──────── Record excerpts ────────

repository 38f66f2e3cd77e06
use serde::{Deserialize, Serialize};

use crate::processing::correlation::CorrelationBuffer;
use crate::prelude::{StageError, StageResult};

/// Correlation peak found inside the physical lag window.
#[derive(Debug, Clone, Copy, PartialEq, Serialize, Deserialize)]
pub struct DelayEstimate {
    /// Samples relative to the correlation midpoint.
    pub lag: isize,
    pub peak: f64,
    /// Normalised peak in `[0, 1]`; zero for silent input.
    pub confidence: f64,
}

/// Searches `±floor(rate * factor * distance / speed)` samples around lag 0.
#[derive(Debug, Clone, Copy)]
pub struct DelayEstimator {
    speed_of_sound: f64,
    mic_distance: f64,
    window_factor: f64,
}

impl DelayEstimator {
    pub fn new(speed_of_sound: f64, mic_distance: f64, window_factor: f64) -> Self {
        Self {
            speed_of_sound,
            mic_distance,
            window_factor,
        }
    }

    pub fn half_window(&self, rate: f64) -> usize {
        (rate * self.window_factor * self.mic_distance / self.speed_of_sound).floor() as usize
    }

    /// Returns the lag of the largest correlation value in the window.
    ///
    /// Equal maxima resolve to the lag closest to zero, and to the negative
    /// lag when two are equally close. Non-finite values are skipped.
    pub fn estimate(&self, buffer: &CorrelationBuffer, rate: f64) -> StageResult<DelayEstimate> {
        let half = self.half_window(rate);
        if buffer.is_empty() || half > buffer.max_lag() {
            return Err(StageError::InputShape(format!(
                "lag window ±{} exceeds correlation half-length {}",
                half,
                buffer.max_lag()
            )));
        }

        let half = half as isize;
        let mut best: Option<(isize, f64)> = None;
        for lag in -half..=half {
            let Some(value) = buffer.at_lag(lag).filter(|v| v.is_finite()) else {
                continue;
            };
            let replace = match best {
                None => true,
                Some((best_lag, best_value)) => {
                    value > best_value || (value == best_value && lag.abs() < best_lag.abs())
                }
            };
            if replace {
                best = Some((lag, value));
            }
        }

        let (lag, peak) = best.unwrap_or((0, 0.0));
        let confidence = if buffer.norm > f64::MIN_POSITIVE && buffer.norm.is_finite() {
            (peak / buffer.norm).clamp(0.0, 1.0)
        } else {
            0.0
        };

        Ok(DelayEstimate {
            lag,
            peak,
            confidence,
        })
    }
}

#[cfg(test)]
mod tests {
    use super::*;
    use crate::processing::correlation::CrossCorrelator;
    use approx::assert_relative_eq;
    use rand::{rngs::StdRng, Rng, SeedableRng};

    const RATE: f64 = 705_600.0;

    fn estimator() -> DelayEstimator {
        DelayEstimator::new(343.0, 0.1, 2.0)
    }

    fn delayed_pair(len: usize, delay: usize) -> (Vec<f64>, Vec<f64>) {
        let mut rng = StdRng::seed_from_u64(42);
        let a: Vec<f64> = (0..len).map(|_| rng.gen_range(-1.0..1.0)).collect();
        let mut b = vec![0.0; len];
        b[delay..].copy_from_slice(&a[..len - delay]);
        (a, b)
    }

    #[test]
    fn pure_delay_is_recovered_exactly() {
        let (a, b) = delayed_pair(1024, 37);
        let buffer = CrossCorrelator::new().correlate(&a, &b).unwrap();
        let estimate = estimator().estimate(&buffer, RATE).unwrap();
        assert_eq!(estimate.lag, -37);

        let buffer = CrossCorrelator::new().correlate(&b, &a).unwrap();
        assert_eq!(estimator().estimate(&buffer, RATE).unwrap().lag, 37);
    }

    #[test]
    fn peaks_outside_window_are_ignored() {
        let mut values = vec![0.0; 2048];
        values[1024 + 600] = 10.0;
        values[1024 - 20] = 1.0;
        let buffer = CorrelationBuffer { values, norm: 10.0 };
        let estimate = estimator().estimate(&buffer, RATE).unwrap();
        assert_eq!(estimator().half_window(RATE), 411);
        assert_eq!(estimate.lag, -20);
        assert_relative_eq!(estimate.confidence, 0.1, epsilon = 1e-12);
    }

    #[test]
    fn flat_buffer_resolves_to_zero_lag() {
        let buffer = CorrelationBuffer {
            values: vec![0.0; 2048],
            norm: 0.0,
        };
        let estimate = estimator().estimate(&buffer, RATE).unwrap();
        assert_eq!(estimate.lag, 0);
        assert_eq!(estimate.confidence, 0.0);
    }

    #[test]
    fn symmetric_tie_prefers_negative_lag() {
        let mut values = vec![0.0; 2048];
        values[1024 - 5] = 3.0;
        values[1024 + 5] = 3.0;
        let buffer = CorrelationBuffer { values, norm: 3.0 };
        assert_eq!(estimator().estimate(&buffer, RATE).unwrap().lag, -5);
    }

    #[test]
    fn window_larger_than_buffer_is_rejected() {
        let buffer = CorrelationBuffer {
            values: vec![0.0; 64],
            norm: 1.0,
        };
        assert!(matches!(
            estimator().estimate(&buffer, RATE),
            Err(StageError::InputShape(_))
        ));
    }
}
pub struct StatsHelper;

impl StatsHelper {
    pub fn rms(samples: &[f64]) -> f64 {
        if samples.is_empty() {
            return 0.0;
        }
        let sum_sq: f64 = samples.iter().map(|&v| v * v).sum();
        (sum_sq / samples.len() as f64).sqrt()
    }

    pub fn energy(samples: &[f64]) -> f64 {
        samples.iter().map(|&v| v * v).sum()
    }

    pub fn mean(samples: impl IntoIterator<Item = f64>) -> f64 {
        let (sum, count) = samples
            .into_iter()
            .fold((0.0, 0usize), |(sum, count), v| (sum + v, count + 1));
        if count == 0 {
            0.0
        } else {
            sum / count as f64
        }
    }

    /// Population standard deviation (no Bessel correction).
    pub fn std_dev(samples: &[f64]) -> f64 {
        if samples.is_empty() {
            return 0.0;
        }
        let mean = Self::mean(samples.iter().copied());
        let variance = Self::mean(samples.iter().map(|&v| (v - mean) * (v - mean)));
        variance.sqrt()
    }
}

────────
──────── Record excerpts ────────

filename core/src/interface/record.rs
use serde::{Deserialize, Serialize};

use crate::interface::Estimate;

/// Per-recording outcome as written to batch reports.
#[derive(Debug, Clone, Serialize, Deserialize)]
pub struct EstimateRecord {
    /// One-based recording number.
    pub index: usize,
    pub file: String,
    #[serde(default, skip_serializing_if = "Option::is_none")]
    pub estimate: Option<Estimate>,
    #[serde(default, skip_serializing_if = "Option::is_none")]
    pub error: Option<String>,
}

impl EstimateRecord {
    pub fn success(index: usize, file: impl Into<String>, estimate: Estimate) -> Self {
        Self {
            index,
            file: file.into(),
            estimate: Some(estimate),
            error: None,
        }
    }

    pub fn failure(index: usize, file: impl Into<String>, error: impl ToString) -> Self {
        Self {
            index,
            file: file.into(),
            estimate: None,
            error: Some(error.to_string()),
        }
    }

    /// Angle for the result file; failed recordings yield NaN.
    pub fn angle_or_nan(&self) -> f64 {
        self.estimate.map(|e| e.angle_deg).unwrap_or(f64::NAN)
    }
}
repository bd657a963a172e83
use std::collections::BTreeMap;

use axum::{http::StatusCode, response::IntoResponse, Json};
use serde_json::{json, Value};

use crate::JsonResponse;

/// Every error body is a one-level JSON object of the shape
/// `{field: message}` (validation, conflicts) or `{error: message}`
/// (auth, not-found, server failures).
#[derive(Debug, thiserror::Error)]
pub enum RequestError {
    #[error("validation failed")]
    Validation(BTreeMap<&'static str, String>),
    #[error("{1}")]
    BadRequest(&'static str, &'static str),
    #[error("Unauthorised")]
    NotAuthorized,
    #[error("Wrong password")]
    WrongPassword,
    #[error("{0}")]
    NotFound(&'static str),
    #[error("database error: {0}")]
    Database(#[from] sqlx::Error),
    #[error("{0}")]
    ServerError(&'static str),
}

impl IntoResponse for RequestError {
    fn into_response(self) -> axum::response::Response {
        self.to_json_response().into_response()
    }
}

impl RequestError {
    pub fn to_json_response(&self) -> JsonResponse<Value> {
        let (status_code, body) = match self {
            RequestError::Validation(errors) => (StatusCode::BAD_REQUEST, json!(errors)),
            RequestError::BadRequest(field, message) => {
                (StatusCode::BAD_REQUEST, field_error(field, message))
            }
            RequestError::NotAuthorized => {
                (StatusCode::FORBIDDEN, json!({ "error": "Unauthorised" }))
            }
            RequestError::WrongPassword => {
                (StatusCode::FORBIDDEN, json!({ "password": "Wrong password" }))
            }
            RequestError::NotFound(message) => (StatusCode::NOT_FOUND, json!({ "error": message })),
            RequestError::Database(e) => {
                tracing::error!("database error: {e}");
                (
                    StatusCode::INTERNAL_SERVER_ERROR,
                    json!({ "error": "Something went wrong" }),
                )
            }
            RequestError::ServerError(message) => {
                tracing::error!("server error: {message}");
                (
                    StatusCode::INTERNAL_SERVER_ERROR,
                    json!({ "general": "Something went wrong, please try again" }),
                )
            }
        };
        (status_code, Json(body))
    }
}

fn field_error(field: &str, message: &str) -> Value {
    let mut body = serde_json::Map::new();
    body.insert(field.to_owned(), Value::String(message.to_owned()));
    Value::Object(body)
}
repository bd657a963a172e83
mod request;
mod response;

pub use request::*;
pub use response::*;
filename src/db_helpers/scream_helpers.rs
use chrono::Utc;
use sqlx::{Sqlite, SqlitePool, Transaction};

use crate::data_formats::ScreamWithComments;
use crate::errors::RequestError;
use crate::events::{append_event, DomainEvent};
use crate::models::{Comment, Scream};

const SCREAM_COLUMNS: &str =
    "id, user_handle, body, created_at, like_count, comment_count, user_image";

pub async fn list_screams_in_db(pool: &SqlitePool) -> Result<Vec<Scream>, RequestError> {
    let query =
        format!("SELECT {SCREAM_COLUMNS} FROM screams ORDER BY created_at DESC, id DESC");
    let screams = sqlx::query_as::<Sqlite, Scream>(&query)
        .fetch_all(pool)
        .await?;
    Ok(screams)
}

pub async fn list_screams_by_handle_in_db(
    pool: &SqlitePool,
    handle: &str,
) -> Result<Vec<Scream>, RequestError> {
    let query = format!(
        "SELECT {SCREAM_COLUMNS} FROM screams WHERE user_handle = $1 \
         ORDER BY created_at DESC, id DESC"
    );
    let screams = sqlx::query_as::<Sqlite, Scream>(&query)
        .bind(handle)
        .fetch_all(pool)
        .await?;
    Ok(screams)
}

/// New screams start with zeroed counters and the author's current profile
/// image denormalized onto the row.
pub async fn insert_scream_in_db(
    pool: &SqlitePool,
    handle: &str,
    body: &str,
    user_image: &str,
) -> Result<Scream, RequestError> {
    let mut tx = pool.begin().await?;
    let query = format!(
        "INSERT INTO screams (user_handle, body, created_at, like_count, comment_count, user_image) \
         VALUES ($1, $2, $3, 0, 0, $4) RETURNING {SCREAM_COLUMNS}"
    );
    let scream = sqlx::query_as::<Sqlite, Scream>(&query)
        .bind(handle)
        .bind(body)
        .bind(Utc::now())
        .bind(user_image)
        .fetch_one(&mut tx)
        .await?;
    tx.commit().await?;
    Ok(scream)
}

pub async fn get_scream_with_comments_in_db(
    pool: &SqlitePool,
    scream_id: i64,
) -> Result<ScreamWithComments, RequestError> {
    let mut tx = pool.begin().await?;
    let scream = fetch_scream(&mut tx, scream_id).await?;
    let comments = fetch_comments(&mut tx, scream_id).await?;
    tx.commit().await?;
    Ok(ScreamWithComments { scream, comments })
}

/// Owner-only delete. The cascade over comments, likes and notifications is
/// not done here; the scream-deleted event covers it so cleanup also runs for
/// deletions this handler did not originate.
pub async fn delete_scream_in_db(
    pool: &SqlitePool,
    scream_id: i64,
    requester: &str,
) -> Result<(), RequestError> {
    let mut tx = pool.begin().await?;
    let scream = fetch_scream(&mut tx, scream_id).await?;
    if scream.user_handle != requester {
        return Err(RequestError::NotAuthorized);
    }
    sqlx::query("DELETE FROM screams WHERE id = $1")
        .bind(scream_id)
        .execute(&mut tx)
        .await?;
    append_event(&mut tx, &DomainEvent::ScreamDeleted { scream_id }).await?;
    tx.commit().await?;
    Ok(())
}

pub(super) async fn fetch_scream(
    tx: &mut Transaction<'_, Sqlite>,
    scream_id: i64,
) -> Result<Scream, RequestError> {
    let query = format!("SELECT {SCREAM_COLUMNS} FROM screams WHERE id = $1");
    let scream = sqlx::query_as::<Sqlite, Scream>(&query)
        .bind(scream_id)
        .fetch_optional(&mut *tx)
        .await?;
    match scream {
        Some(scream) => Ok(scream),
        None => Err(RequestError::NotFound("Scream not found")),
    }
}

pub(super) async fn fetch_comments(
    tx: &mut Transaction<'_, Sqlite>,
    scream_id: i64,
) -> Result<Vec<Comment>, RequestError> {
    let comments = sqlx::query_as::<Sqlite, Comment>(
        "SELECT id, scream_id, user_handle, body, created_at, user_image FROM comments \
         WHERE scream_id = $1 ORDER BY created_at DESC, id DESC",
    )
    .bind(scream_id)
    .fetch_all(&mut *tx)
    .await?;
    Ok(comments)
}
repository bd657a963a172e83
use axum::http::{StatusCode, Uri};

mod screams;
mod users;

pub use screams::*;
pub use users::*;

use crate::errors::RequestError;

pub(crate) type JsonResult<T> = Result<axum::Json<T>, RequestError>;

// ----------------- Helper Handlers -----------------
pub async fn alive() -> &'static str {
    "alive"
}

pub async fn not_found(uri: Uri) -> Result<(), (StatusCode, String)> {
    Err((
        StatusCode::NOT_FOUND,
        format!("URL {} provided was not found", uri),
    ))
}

────────

### About this task
Copy out all lines above that include the string "super".

### Task answer
    use super::*;
pub(super) async fn fetch_scream(
pub(super) async fn fetch_comments(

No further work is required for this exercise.